Each mission unfolds in three phases—exploration, action, and escape—set in environments inspired by Western museums.

“We looked for artifacts with compelling stories about how they were looted,” explained Ben Myres, the game’s Creative Director, in a post. One such example is the sacred Ngadji drum from Kenya, originally used to announce the rise of a new ruler, confiscated by the British in 1902 and held ever since at the British Museum.

We looked for artifacts with great stories in terms of how they were looted

Ben Myres

The mission revolves around recovering 70 real-life objects currently held in international museum collections. Once “liberated,” the artifacts are transferred into a digital sanctuary within the game, where players can explore their histories, symbolic meanings, and original cultural and spiritual contexts.
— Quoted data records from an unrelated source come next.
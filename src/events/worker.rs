use std::sync::Arc;

use log::info;
use tokio::sync::{mpsc, Mutex};

use crate::handlers::planner::{PlannerEngine, PlannerEvent};

/// Applies events one at a time until every [`EventBus`](crate::events::queue::EventBus)
/// handle has been dropped.
pub async fn run_event_worker(
    mut rx: mpsc::Receiver<PlannerEvent>,
    engine: Arc<Mutex<PlannerEngine>>,
) {
    while let Some(event) = rx.recv().await {
        let mut engine = engine.lock().await;
        engine.handle_event(event);
    }
    info!("event=worker_stopped module=events");
}
use std::collections::HashMap;

use log::{info, warn};

use crate::models::schedule::Schedule;
use crate::models::slot::Slot;
use crate::storage::blob::{BlobStore, StorageError};

/// Blob key holding the schedule as a `{"HH:MM": "label"}` JSON object.
pub const SCHEDULE_KEY: &str = "calendarEvents";

/// Restores the schedule. Missing, unreadable or corrupt data yields an
/// empty schedule; entries outside the slot grid or with blank labels are
/// dropped.
pub fn load_schedule(store: &dyn BlobStore) -> Schedule {
    let raw = match store.get(SCHEDULE_KEY) {
        Ok(Some(raw)) => raw,
        Ok(None) => return Schedule::new(),
        Err(err) => {
            warn!("event=schedule_load module=storage status=error error={err}");
            return Schedule::new();
        }
    };

    let entries: HashMap<String, String> = match serde_json::from_str(&raw) {
        Ok(entries) => entries,
        Err(err) => {
            warn!("event=schedule_load module=storage status=corrupt error={err}");
            return Schedule::new();
        }
    };

    let total = entries.len();
    let schedule: Schedule = entries
        .into_iter()
        .filter_map(|(key, label)| {
            let slot = Slot::from_canonical(&key)?;
            let label = label.trim();
            (!label.is_empty()).then(|| (slot, label.to_string()))
        })
        .collect();

    if schedule.len() < total {
        warn!(
            "event=schedule_load module=storage status=partial dropped={}",
            total - schedule.len()
        );
    }
    info!(
        "event=schedule_load module=storage status=ok events={}",
        schedule.len()
    );
    schedule
}

/// Overwrites the stored schedule with `schedule`.
pub fn save_schedule(store: &dyn BlobStore, schedule: &Schedule) -> Result<(), StorageError> {
    let payload = serde_json::to_string(schedule)?;
    store.set(SCHEDULE_KEY, &payload)
}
Each object featured in Relooted has been reconstructed in 3D using archival photographs or scans. For many of these items, the video game now offers the only way to see them: in reality, few are on public display. Most have spent years in museum storage—hidden from view, removed not only from their places of origin but also from the gaze.

The first Kenyan people to see it in the last 100 years were in the 2010s

Ben Myres, on Ngadji drum

Screenshot from Relooted, the new game by South African developer Nyamakop. Courtesy of Nyamakop/Epic Games

But restitution isn’t just a hot topic in the realm of gaming—it’s a real, ongoing process that is reshaping the relationship between Europe and Africa. The Netherlands is only the latest among European countries to have initiated an official restitution to Nigeria. On June 21, 2025, a ceremony was held in Lagos to mark the repatriation of 119 artifacts, known as the Benin Bronzes, looted during the colonial era and until recently held in Dutch collections, including those of the Museum of Leiden. It is the largest cultural restitution in the country’s history: 113 objects came from state collections, and 6 from the Municipality of Rotterdam.

Similarly, Finland recently returned a 17th-century ceremonial kataklé stool, part of the royal treasure of Abomey, looted by French troops in 1892. Held at the Finnish National Museum since 1939, the stool was the final missing piece in a group of 26 artifacts that France had partially returned between 2021 and 2024.

Screenshot from Relooted, the new game by South African developer Nyamakop. Courtesy of Nyamakop/Epic Games

Benin, understood both as the modern nation-state and the historical heir to the Kingdom of Dahomey, is now one of the main protagonists in this process. But its role is not limited to receiving: something is also shifting internally. The country is actively promoting new museum models, fostering alternative imaginaries, and enabling forms of cultural restitution that go beyond the mere physical return of objects.

Two key institutions are taking shape in Benin City to support this new phase: the Museum of West African Art (MOWAA) and the Edo Museum of West African Art (EMOWAA). The former, already partially operational, is conceived as a multidisciplinary campus with conservation labs, archives, and training programs aimed at strengthening local expertise. The latter, designed to host the Benin Bronzes, was initially assigned to David Adjaye’s studio, which withdrew from the project in 2023. EMOWAA is now being redefined, with the goal of integrating exhibition functions with education and community engagement.

Even before the video game, this movement had found expression in cinema. Dahomey, a film by Mati Diop and winner of the Golden Bear at the 2024 Berlinale, follows the return to Benin of 26 sacred objects that had long been held at the Musée du Quai Branly in Paris.

Diop doesn’t merely document a material transfer—she probes the deeper meaning of restitution: not just what to return, but to whom, how, and with what consequences. The film shifts the focus away from the object itself and toward the symbolic, political, and emotional intelligence it embodies—and everything its return has the power to reactivate.